Each line of the data holding "initial" should be found and copied.

• _Records provided_
★ ★ ★ ★

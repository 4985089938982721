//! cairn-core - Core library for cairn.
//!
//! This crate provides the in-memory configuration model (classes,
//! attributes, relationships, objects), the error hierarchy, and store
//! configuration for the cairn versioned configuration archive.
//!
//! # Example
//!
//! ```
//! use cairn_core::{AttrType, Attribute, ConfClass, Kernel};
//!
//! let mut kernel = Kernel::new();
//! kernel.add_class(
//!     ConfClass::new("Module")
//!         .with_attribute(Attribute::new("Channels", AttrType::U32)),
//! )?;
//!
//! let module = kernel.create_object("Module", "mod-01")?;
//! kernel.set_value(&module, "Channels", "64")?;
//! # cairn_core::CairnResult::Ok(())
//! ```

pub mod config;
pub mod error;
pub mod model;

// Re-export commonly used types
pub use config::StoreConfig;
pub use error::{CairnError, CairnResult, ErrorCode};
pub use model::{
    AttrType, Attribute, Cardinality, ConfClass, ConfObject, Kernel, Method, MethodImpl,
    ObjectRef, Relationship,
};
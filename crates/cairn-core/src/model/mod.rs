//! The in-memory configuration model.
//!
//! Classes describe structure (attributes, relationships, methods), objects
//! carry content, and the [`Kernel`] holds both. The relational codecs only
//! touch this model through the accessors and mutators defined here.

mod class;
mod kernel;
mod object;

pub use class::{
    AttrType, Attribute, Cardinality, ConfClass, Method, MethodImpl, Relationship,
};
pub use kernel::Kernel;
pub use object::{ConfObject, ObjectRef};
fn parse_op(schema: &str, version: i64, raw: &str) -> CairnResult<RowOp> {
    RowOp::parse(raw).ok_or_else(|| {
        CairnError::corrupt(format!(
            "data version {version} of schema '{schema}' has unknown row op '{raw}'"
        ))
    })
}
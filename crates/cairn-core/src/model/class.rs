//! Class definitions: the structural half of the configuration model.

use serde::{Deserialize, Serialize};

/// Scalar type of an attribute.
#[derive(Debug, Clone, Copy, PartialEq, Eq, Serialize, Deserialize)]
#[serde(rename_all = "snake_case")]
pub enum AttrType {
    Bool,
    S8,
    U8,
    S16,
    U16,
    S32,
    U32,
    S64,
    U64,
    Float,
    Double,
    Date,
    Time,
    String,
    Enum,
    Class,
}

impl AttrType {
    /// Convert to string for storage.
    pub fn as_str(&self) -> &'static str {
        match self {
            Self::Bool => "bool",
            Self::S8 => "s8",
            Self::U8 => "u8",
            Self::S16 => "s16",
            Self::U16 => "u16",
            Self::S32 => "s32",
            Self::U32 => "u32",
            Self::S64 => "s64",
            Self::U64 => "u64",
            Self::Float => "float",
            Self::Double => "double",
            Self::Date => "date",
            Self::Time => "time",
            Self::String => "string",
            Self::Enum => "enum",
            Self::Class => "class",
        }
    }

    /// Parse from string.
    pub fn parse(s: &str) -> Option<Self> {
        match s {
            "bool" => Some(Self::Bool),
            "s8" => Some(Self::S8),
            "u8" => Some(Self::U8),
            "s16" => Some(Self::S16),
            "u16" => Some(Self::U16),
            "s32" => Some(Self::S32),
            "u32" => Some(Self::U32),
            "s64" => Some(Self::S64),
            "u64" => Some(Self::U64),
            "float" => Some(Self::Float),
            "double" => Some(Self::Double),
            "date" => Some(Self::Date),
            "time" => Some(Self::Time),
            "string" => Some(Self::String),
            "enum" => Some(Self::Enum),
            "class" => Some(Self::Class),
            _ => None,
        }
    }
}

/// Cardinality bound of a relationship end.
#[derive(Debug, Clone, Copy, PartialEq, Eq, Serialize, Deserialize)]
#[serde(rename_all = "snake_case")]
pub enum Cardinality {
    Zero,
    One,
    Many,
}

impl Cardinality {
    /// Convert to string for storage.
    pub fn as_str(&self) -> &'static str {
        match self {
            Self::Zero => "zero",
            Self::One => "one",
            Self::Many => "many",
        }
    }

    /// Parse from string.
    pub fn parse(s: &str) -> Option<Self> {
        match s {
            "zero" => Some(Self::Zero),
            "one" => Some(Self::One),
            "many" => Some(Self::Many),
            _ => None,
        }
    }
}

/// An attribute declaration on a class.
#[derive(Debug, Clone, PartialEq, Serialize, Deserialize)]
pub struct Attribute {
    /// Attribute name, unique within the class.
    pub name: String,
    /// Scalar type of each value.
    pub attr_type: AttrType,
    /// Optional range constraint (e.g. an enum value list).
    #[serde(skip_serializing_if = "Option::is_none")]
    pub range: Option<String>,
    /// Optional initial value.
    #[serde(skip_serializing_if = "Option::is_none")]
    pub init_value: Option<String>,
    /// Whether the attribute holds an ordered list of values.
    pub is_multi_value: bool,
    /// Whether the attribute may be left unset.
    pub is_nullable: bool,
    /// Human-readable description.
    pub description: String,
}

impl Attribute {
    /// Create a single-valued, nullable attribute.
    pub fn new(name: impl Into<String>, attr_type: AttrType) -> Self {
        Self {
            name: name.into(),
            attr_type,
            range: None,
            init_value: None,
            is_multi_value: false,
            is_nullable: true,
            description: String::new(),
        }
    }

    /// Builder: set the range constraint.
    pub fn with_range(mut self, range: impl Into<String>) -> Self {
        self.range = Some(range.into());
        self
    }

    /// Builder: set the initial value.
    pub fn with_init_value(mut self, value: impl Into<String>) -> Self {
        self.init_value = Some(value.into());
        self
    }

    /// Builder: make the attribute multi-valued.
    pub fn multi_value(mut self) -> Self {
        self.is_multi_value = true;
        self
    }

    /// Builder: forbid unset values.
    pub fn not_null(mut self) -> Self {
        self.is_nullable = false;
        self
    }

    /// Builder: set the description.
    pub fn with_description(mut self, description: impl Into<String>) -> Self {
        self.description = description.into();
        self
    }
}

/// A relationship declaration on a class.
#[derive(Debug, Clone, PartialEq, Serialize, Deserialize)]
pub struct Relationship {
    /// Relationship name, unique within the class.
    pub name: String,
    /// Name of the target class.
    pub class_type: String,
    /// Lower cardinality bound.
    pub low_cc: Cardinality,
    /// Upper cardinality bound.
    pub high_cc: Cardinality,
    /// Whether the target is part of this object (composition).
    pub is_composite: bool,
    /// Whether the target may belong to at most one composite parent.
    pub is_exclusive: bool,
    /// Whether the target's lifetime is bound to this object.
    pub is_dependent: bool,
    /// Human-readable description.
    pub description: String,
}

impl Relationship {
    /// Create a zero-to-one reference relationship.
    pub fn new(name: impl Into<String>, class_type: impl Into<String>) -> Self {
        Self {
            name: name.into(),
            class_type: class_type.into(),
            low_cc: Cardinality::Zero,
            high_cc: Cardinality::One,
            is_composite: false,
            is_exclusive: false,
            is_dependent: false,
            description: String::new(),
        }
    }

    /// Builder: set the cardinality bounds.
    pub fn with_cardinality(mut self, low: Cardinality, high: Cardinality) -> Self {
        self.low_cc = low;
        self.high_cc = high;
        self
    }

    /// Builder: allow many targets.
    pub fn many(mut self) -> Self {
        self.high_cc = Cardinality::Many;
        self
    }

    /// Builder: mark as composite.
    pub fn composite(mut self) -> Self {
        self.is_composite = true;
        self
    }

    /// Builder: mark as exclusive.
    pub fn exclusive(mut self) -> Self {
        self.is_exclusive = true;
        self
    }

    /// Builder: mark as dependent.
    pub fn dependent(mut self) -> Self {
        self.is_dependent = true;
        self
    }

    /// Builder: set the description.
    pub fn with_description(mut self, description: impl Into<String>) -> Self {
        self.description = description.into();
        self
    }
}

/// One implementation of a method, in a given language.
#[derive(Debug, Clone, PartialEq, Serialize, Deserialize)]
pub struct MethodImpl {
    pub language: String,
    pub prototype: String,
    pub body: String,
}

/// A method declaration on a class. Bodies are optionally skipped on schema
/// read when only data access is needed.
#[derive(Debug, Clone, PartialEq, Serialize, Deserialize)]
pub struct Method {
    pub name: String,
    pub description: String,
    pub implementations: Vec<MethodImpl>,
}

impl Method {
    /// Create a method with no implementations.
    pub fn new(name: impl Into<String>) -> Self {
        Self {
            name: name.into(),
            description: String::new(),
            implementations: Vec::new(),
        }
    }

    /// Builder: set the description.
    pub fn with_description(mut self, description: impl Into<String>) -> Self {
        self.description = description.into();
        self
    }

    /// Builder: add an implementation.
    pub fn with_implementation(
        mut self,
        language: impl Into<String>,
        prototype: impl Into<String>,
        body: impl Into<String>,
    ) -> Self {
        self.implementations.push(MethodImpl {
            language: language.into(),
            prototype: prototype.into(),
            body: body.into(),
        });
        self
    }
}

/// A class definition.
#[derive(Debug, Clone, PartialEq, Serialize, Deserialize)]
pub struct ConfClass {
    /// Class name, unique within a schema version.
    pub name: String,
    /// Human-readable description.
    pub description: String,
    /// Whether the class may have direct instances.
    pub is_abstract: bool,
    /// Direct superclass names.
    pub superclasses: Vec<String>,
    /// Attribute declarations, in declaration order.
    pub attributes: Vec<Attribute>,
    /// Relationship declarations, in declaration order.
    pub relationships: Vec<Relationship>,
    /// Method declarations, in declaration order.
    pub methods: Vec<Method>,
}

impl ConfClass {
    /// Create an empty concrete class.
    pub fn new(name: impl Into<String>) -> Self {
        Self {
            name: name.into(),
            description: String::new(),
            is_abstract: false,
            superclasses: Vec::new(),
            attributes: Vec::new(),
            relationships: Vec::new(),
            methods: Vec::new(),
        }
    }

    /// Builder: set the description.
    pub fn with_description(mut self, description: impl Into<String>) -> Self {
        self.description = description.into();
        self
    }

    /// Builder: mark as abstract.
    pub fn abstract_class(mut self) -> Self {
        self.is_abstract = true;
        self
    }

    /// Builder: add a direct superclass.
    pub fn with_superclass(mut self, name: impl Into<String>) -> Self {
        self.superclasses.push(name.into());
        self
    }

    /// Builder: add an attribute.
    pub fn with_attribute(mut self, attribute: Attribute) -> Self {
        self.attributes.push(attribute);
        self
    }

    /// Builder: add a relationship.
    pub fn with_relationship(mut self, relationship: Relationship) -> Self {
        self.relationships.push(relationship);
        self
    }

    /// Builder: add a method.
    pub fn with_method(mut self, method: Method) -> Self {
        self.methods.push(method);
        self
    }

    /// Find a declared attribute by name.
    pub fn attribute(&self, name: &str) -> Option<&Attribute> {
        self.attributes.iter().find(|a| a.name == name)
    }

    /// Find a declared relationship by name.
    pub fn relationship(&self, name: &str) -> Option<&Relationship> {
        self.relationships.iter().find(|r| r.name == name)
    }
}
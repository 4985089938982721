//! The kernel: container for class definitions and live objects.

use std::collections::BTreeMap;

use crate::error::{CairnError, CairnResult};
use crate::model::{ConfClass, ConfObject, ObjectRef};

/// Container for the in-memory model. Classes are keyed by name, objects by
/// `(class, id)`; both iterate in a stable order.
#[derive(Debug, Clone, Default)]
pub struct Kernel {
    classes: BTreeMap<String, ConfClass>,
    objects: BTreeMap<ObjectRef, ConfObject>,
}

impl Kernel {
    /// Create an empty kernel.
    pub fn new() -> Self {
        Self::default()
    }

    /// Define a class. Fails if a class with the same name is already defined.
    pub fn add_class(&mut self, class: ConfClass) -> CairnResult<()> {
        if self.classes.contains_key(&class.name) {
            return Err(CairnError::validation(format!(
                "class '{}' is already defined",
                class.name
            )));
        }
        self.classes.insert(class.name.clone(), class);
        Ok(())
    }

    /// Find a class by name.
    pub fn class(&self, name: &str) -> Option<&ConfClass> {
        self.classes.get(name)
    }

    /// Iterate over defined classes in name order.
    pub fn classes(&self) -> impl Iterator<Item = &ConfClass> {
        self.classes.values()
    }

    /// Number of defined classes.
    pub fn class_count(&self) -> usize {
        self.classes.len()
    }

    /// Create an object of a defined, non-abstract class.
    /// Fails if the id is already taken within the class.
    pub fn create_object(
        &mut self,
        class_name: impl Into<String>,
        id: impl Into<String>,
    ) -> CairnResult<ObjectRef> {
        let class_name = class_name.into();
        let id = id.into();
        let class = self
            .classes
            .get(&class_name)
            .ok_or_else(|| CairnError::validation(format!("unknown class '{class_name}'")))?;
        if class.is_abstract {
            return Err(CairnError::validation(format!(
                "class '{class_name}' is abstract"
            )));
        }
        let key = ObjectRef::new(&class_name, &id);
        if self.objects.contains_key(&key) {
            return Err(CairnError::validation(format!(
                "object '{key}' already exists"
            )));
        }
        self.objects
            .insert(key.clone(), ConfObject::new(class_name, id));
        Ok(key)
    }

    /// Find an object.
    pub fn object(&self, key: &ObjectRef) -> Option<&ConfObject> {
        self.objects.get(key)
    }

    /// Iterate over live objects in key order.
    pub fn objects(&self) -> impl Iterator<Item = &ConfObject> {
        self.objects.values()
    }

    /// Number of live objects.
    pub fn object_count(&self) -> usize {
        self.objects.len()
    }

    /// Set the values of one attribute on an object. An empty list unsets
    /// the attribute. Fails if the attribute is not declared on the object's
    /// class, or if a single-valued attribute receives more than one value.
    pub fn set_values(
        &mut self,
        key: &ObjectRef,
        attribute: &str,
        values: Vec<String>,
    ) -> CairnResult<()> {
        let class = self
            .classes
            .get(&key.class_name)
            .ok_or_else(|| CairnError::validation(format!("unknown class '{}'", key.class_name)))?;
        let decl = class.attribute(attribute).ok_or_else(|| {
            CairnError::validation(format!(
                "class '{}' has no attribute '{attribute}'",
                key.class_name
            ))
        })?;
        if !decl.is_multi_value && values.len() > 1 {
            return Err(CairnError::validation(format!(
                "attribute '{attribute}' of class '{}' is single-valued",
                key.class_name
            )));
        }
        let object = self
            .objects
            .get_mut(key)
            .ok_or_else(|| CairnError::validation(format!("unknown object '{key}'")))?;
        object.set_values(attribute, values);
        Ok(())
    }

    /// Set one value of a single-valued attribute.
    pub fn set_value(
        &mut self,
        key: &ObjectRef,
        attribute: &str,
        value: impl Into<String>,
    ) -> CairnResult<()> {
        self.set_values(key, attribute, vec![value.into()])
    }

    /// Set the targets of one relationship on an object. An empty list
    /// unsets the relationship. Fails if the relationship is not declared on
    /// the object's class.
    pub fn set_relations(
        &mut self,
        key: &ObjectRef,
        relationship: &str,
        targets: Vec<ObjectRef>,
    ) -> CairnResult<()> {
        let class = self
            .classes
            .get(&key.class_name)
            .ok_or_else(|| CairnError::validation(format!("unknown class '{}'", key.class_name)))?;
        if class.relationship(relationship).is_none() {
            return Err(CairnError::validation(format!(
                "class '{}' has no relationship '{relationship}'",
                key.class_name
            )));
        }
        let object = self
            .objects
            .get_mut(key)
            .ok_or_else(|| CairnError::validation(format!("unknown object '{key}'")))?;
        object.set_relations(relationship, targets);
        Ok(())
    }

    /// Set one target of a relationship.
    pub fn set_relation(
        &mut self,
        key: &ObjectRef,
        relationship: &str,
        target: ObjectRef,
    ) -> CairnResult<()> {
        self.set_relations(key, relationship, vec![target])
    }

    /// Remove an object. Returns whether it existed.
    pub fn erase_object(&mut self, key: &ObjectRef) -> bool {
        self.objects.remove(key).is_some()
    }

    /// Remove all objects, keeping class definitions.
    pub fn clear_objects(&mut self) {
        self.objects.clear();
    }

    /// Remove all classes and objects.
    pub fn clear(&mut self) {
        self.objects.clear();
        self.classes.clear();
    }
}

★ ★ ★ ★

• _Answer section_
    /// Optional initial value.
    /// Builder: set the initial value.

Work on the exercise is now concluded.